GUERRA SANTA. Abu Obaida al-Annabi ha chiesto a tutti i musulmani «davanti alla nuova crociata della Francia e la sua occupazione di un terra dell’islam, di mobilitarsi per il jihad (guerra santa), che ora è il dovere di tutti». Il presidente della Repubblica francese ha dichiarato di «avere preso molto sul serio la minaccia» ma che Parigi «anche se ha ridotto la sua presenza in Mali, manterrà una vigilanza attorno al paese per continuare a lottare contro il terrorismo».

MALI. Le truppe francesi, che combattono al fianco dell’esercito del Mali e degli altri soldati africani, sono riusciti ad allontanare gli insorti islamisti dal nord, ma permangono sacche di resistenza soprattutto nella regione di Gao. La Francia ha iniziato a ritirare alcuni dei suoi circa 4 mila soldati e ha annunciato che lascerà sul terreno 2 mila uomini in estate.

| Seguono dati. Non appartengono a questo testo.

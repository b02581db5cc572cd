//! Input validation utilities

use once_cell::sync::Lazy;
use regex::Regex;

/// Regex for validating hostnames (letters, digits, hyphens per label, no
/// leading/trailing hyphen)
static HOSTNAME_REGEX: Lazy<Regex> = Lazy::new(|| {
    Regex::new(r"^[a-zA-Z0-9]([a-zA-Z0-9-]{0,61}[a-zA-Z0-9])?(\.[a-zA-Z0-9]([a-zA-Z0-9-]{0,61}[a-zA-Z0-9])?)*$")
        .unwrap()
});

/// Regex for the characters a domain name may contain at all
static DOMAIN_CHARS_REGEX: Lazy<Regex> = Lazy::new(|| Regex::new(r"^[a-zA-Z0-9.-]+$").unwrap());

/// Validate a domain name as a hostname.
pub fn is_valid_domain(domain: &str) -> bool {
    !domain.is_empty() && domain.len() <= 253 && HOSTNAME_REGEX.is_match(domain)
}

/// Collect human-readable problems with a caller-supplied domain name.
///
/// An empty name short-circuits; otherwise every failed check contributes
/// its own message.
pub fn validate_domain_name(domain: &str) -> Vec<String> {
    let mut errors = Vec::new();

    if domain.is_empty() {
        errors.push("Domain name cannot be empty".to_string());
        return errors;
    }

    if !is_valid_domain(domain) {
        errors.push("Invalid domain format".to_string());
    }

    if domain.len() > 253 {
        errors.push("Domain name too long".to_string());
    }

    if !DOMAIN_CHARS_REGEX.is_match(domain) {
        errors.push("Domain contains invalid characters".to_string());
    }

    if domain.contains("..") {
        errors.push("Domain cannot contain consecutive dots".to_string());
    }

    if domain.starts_with('.') || domain.ends_with('.') {
        errors.push("Domain cannot start or end with a dot".to_string());
    }

    errors
}

#[cfg(test)]
mod tests {
    use super::*;

    #[test]
    fn test_is_valid_domain() {
        assert!(is_valid_domain("example.com"));
        assert!(is_valid_domain("blog.example.com"));
        assert!(is_valid_domain("xn--bcher-kva.example"));
        assert!(is_valid_domain("localhost"));
    }

    #[test]
    fn test_is_valid_domain_rejects_malformed() {
        assert!(!is_valid_domain(""));
        assert!(!is_valid_domain("-leading.example.com"));
        assert!(!is_valid_domain("trailing-.example.com"));
        assert!(!is_valid_domain("spaces in.example.com"));
        assert!(!is_valid_domain(&"a".repeat(254)));
    }

    #[test]
    fn test_validate_domain_name_empty_short_circuits() {
        assert_eq!(
            validate_domain_name(""),
            vec!["Domain name cannot be empty".to_string()]
        );
    }

    #[test]
    fn test_validate_domain_name_collects_problems() {
        let errors = validate_domain_name(".bad..name.");
        assert!(errors.contains(&"Invalid domain format".to_string()));
        assert!(errors.contains(&"Domain cannot contain consecutive dots".to_string()));
        assert!(errors.contains(&"Domain cannot start or end with a dot".to_string()));
    }

    #[test]
    fn test_validate_domain_name_clean() {
        assert!(validate_domain_name("shop.example.co.uk").is_empty());
    }
}
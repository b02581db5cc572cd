//! WHM API client
//!
//! Thin wrapper around the `whmapi1` command-line interface. Every call runs
//! the binary with `--output=json`, parses the response, and checks the
//! `metadata.result` status code before handing the payload to callers.

use std::path::PathBuf;
use std::process::Stdio;
use std::time::Duration;

use serde_json::Value;
use tokio::process::Command;
use tokio::time::timeout;
use tracing::{debug, error};

use crate::utils::{AppError, AppResult};

fn default_timeout() -> Duration {
    Duration::from_secs(60)
}

/// Client for the local `whmapi1` binary.
#[derive(Debug, Clone)]
pub struct WhmClient {
    binary: PathBuf,
    timeout: Duration,
}

impl Default for WhmClient {
    fn default() -> Self {
        Self {
            binary: PathBuf::from("whmapi1"),
            timeout: default_timeout(),
        }
    }
}

impl WhmClient {
    pub fn new() -> Self {
        Self::default()
    }

    /// Use a non-default binary path (e.g. `/usr/local/cpanel/bin/whmapi1`).
    pub fn with_binary(mut self, binary: impl Into<PathBuf>) -> Self {
        self.binary = binary.into();
        self
    }

    /// Bound each API call to `timeout`.
    pub fn with_timeout(mut self, timeout: Duration) -> Self {
        self.timeout = timeout;
        self
    }

    /// Invoke a WHM API function and return the parsed JSON payload.
    ///
    /// Fails on a non-zero exit status, a timeout, unparsable output, or a
    /// `metadata.result` of 0.
    pub async fn call(&self, function: &str, params: &[(&str, String)]) -> AppResult<Value> {
        let mut command = Command::new(&self.binary);
        command.arg(function).arg("--output=json");
        for (key, value) in params {
            command.arg(format!("{key}={value}"));
        }
        command
            .stdin(Stdio::null())
            .stdout(Stdio::piped())
            .stderr(Stdio::piped());

        debug!(function, ?params, "executing whmapi1");

        let output = timeout(self.timeout, command.output())
            .await
            .map_err(|_| {
                error!(function, timeout_secs = self.timeout.as_secs(), "whmapi1 timed out");
                AppError::Timeout(format!("whmapi1 {function}"))
            })?
            .map_err(|e| AppError::CommandFailed(format!("whmapi1 {function}: {e}")))?;

        if !output.status.success() {
            let stderr = String::from_utf8_lossy(&output.stderr);
            error!(function, exit_code = ?output.status.code(), stderr = %stderr.trim(), "whmapi1 failed");
            return Err(AppError::CommandFailed(format!(
                "whmapi1 {function} exited with {:?}",
                output.status.code()
            )));
        }

        let payload: Value = serde_json::from_slice(&output.stdout)
            .map_err(|e| AppError::WhmApi(format!("unparsable response from {function}: {e}")))?;

        check_metadata(function, &payload)?;
        Ok(payload)
    }

    /// Flush cPanel's account caches after account-affecting changes.
    pub async fn refresh_account_cache(&self) -> AppResult<()> {
        self.call(
            "setup_user_session",
            &[("api.version", "1".to_string()), ("user", "root".to_string())],
        )
        .await?;
        Ok(())
    }
}

/// A `metadata.result` of 0 means the API call failed; the reason string
/// accompanies it. Responses without metadata pass through untouched.
fn check_metadata(function: &str, payload: &Value) -> AppResult<()> {
    if payload.pointer("/metadata/result").and_then(Value::as_i64) == Some(0) {
        let reason = payload
            .pointer("/metadata/reason")
            .and_then(Value::as_str)
            .unwrap_or("Unknown error");
        return Err(AppError::WhmApi(format!("{function}: {reason}")));
    }
    Ok(())
}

SATANA AMERICANO. Secondo gli esperti il fatto che non sia comparso in video il leader di Aqmi, Abdelmalek Droukdal, significa che Abu Obaida al-Annabi prenderà presto il suo posto. «L’obiettivo – secondo lo studioso di al-Qaeda Mathieu Guidère – è di sostituire nell’immaginario musulmano la Francia al Satana americano».